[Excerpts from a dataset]

========================

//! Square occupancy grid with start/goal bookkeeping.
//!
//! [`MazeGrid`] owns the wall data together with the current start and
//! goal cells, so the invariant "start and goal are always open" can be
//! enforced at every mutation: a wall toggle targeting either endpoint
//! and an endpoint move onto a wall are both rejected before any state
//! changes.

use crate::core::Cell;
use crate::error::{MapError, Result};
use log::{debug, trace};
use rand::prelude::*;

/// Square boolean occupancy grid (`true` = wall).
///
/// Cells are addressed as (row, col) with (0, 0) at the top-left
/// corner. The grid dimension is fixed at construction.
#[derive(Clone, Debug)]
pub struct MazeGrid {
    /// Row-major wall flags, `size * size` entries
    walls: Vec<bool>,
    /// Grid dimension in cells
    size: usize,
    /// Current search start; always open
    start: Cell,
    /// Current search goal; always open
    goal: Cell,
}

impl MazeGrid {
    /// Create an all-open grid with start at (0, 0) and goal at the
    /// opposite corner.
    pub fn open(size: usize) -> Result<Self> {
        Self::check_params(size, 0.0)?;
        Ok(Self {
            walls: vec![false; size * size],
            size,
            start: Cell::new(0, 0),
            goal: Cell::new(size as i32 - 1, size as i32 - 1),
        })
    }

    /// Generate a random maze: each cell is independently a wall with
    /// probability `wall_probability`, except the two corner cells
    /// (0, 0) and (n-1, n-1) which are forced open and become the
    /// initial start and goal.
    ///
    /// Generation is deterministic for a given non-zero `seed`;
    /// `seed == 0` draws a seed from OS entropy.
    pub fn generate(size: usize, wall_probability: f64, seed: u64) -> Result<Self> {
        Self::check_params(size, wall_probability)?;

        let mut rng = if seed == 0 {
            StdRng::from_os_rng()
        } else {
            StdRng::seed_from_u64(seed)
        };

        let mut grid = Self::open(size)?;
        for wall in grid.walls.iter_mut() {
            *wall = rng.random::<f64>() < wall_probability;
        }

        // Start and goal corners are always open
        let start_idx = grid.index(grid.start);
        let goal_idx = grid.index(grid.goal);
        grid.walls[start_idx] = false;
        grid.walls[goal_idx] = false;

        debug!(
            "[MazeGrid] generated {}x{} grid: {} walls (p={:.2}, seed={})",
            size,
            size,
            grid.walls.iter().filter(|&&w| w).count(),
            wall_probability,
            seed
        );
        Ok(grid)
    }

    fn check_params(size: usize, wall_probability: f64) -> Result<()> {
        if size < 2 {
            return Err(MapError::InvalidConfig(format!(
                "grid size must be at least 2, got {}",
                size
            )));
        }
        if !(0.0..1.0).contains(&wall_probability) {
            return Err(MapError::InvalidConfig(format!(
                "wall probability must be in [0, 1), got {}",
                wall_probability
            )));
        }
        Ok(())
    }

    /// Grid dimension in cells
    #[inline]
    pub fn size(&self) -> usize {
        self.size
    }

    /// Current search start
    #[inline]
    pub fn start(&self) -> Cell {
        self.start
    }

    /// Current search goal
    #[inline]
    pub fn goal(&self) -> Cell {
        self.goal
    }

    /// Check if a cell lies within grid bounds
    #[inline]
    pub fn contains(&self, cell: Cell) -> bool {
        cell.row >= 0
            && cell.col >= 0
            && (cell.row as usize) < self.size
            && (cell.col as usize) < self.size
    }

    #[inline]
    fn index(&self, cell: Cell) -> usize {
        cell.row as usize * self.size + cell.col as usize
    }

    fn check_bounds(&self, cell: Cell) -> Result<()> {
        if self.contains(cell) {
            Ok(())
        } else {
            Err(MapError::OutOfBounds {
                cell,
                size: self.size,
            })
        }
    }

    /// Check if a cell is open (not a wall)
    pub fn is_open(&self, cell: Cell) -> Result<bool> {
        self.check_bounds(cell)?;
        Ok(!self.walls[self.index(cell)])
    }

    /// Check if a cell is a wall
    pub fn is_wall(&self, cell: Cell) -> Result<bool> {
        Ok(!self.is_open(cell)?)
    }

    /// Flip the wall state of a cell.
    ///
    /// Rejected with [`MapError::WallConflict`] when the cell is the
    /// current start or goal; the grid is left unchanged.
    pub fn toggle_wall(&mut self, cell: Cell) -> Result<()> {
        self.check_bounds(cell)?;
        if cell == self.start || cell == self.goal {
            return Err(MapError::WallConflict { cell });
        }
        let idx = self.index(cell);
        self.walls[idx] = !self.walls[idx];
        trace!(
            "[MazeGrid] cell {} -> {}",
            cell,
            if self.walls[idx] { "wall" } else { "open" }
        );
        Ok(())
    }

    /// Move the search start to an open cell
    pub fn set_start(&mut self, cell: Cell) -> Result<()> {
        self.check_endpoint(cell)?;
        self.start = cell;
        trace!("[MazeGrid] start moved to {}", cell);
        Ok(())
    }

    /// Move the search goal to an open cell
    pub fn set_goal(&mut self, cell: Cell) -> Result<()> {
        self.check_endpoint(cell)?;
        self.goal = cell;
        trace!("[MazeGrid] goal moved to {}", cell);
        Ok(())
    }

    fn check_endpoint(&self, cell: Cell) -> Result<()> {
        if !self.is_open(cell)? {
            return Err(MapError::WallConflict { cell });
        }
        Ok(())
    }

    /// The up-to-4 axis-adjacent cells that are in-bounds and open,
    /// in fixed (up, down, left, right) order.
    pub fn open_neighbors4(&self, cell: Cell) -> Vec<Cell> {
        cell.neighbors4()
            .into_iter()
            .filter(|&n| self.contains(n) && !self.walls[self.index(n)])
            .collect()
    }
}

========================

__Assignment__: Set down precisely the lines above between the line holding "start to an open cell" and the line holding "goal moved to", inclusive, and nothing beyond them.

__Problem solution__:
    /// Move the search start to an open cell
    pub fn set_start(&mut self, cell: Cell) -> Result<()> {
        self.check_endpoint(cell)?;
        self.start = cell;
        trace!("[MazeGrid] start moved to {}", cell);
        Ok(())
    }

    /// Move the search goal to an open cell
    pub fn set_goal(&mut self, cell: Cell) -> Result<()> {
        self.check_endpoint(cell)?;
        self.goal = cell;
        trace!("[MazeGrid] goal moved to {}", cell);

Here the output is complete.